In merito all’incontro di ieri, 10 luglio, in Prefettura con Poste Italiane per discutere della ventilata chiusura della succursale “Catania 11”, il presidente di ASCOM Confcommercio Giovanni Saguto esprime la più profonda delusione per il mancato intervento dell’interlocutore più importante: “Poste  Italiane” per l’appunto.

“Hanno mostrato un grande interesse le Autorità comunali intervenute ai massimi livelli con il Vice Sindaco Dott. Marco Consoli, il Direttore Dott. Politano ed il rappresentante della circoscrizione Dott.

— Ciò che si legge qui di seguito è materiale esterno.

//! Helpdesk record types
//!
//! Plain records with no derived-field logic live here, along with the
//! enums stored as text columns. Complaints and escalations carry business
//! rules and have their own modules.

use chrono::{DateTime, Utc};
use serde::{Deserialize, Serialize};
use strum::{AsRefStr, Display, EnumIter, EnumString};

// ============================================================================
// Enums
// ============================================================================

/// Lifecycle status of a complaint
#[derive(
    Debug, Clone, Copy, PartialEq, Eq, Hash, Default, Display, EnumString, AsRefStr, EnumIter,
    Serialize, Deserialize,
)]
#[strum(serialize_all = "snake_case")]
#[serde(rename_all = "snake_case")]
pub enum Status {
    #[default]
    Pending,
    InProgress,
    Resolved,
    Escalated,
    Closed,
}

impl Status {
    pub fn label(&self) -> &'static str {
        match self {
            Status::Pending => "Pending",
            Status::InProgress => "In Progress",
            Status::Resolved => "Resolved",
            Status::Escalated => "Escalated",
            Status::Closed => "Closed",
        }
    }

    /// Resolved and closed complaints no longer count against the SLA clock
    pub fn is_terminal(&self) -> bool {
        matches!(self, Status::Resolved | Status::Closed)
    }

    /// Bootstrap badge class used by the web templates
    pub fn badge_class(&self) -> &'static str {
        match self {
            Status::Pending => "bg-warning",
            Status::InProgress => "bg-info",
            Status::Resolved => "bg-success",
            Status::Escalated => "bg-danger",
            Status::Closed => "bg-secondary",
        }
    }
}

#[derive(
    Debug, Clone, Copy, PartialEq, Eq, Hash, Default, Display, EnumString, AsRefStr, EnumIter,
    Serialize, Deserialize,
)]
#[strum(serialize_all = "snake_case")]
#[serde(rename_all = "snake_case")]
pub enum Priority {
    Low,
    #[default]
    Medium,
    High,
    Urgent,
}

impl Priority {
    pub fn label(&self) -> &'static str {
        match self {
            Priority::Low => "Low",
            Priority::Medium => "Medium",
            Priority::High => "High",
            Priority::Urgent => "Urgent",
        }
    }

    /// Sort key, lowest priority first
    pub fn rank(&self) -> u8 {
        match self {
            Priority::Low => 0,
            Priority::Medium => 1,
            Priority::High => 2,
            Priority::Urgent => 3,
        }
    }
}

/// Why a complaint was escalated
#[derive(
    Debug, Clone, Copy, PartialEq, Eq, Hash, Default, Display, EnumString, AsRefStr, EnumIter,
    Serialize, Deserialize,
)]
#[strum(serialize_all = "snake_case")]
#[serde(rename_all = "snake_case")]
pub enum EscalationReason {
    #[default]
    SlaBreach,
    CustomerRequest,
    Complexity,
    Unresolved,
    Other,
}

impl EscalationReason {
    pub fn label(&self) -> &'static str {
        match self {
            EscalationReason::SlaBreach => "SLA Breach",
            EscalationReason::CustomerRequest => "Customer Request",
            EscalationReason::Complexity => "High Complexity",
            EscalationReason::Unresolved => "Unresolved for Long Time",
            EscalationReason::Other => "Other",
        }
    }
}

#[derive(
    Debug, Clone, Copy, PartialEq, Eq, Hash, Display, EnumString, AsRefStr, EnumIter, Serialize,
    Deserialize,
)]
#[strum(serialize_all = "snake_case")]
#[serde(rename_all = "snake_case")]
pub enum UserRole {
    Student,
    Staff,
    Admin,
}

// ============================================================================
// Users
// ============================================================================

#[derive(Debug, Clone, PartialEq, Eq, Serialize)]
pub struct User {
    pub id: i32,
    pub username: String,
    pub role: UserRole,
    pub created_at: DateTime<Utc>,
}

// ============================================================================
// Categories
// ============================================================================

#[derive(Debug, Clone, PartialEq, Eq)]
pub struct NewCategory {
    pub name: String,
    pub description: String,
    pub is_active: bool,
}

impl NewCategory {
    pub fn new(name: impl Into<String>) -> Self {
        Self {
            name: name.into(),
            description: String::new(),
            is_active: true,
        }
    }

    pub fn with_description(mut self, description: impl Into<String>) -> Self {
        self.description = description.into();
        self
    }
}

#[derive(Debug, Clone, PartialEq, Eq, Serialize)]
pub struct Category {
    pub id: i32,
    pub name: String,
    pub description: String,
    pub is_active: bool,
    pub created_at: DateTime<Utc>,
}

impl std::fmt::Display for Category {
    fn fmt(&self, f: &mut std::fmt::Formatter<'_>) -> std::fmt::Result {
        f.write_str(&self.name)
    }
}

// ============================================================================
// SLA configuration
// ============================================================================

/// Per-priority SLA thresholds.
///
/// This table is a lookup for reporting. Complaint deadlines are computed
/// from [`crate::SlaSettings`], not from these rows.
#[derive(Debug, Clone, PartialEq, Eq)]
pub struct NewSlaConfig {
    pub name: String,
    pub priority: Priority,
    pub response_time_hours: u32,
    pub resolution_time_hours: u32,
    pub is_active: bool,
}

#[derive(Debug, Clone, PartialEq, Eq, Serialize)]
pub struct SlaConfig {
    pub id: i32,
    pub name: String,
    pub priority: Priority,
    pub response_time_hours: u32,
    pub resolution_time_hours: u32,
    pub is_active: bool,
    pub created_at: DateTime<Utc>,
    pub updated_at: DateTime<Utc>,
}

impl std::fmt::Display for SlaConfig {
    fn fmt(&self, f: &mut std::fmt::Formatter<'_>) -> std::fmt::Result {
        write!(f, "{} - {}", self.name, self.priority.label())
    }
}

// ============================================================================
// Comments
// ============================================================================

#[derive(Debug, Clone, PartialEq, Eq)]
pub struct NewComment {
    pub complaint_id: i32,
    pub author_id: Option<i32>,
    pub content: String,
    /// Staff-only note when true, student-visible update otherwise
    pub is_internal: bool,
}

#[derive(Debug, Clone, PartialEq, Eq, Serialize)]
pub struct Comment {
    pub id: i32,
    pub complaint_id: i32,
    pub author_id: Option<i32>,
    pub content: String,
    pub is_internal: bool,
    pub created_at: DateTime<Utc>,
}

#[cfg(test)]
mod tests {
    use super::*;
    use std::str::FromStr;
    use strum::IntoEnumIterator;

    #[test]
    fn test_status_wire_names() {
        assert_eq!(Status::InProgress.to_string(), "in_progress");
        assert_eq!(Status::from_str("escalated").unwrap(), Status::Escalated);
        assert!(Status::from_str("open").is_err());
        assert_eq!(Status::default(), Status::Pending);
    }

    #[test]
    fn test_status_badges_cover_every_status() {
        let badges: Vec<&str> = Status::iter().map(|s| s.badge_class()).collect();
        assert_eq!(
            badges,
            vec!["bg-warning", "bg-info", "bg-success", "bg-danger", "bg-secondary"]
        );
    }

    #[test]
    fn test_terminal_statuses() {
        let terminal: Vec<Status> = Status::iter().filter(|s| s.is_terminal()).collect();
        assert_eq!(terminal, vec![Status::Resolved, Status::Closed]);
    }

    #[test]
    fn test_priority_defaults_and_rank() {
        assert_eq!(Priority::default(), Priority::Medium);
        assert!(Priority::Urgent.rank() > Priority::High.rank());
        assert_eq!(Priority::from_str("urgent").unwrap(), Priority::Urgent);
    }

    #[test]
    fn test_escalation_reason_names() {
        assert_eq!(EscalationReason::default(), EscalationReason::SlaBreach);
        assert_eq!(EscalationReason::SlaBreach.as_ref(), "sla_breach");
        assert_eq!(
            EscalationReason::from_str("customer_request").unwrap(),
            EscalationReason::CustomerRequest
        );
        assert_eq!(EscalationReason::Unresolved.label(), "Unresolved for Long Time");
    }

    #[test]
    fn test_serde_matches_strum() {
        let json = serde_json::to_string(&Status::InProgress).unwrap();
        assert_eq!(json, "\"in_progress\"");
        let role: UserRole = serde_json::from_str("\"staff\"").unwrap();
        assert_eq!(role, UserRole::Staff);
    }
}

Stancanelli -, afferma Saguto – tutti convinti che dal punto di vista sociale, per la vicinanza ai bisogni di una collettività composta da anziani non certamente molto abbienti, questo Ufficio rappresenti un collegamento unico ed indispensabile per il resto della società civile”.

All’incontro erano presenti anche il Dott. Agostino Trovato, componente di Giunta Confcommercio insieme alla Dott.ssa Antonina Tuccari presidente del Comitato dei commercianti di Canalicchio.

“Come più volte è stato segnalato in questo quartiere – continua il presidente ASCOM Confcommercio – non esistono sportelli bancari e l’unico Bancomat in funzione è proprio quello delle Poste. Privare i cittadini di questo servizio e di tutti quelli che Poste Italiane assicura alla collettività sarebbe un grave vulnus che impoverirebbe un territorio molto grande, vi abitano oltre 7.000 cittadini, contravvenendo allo scopo essenziale di servizio pubblico che una istituzione come questa dovrebbe avere come scopo principale. Auspichiamo – conclude Saguto – una nuova convocazione al più presto, dove Poste Italiane possa intervenire per dimostrare la massima buona volontà nel venire incontro ancora una volta ai bisogni primari di questa collettività”.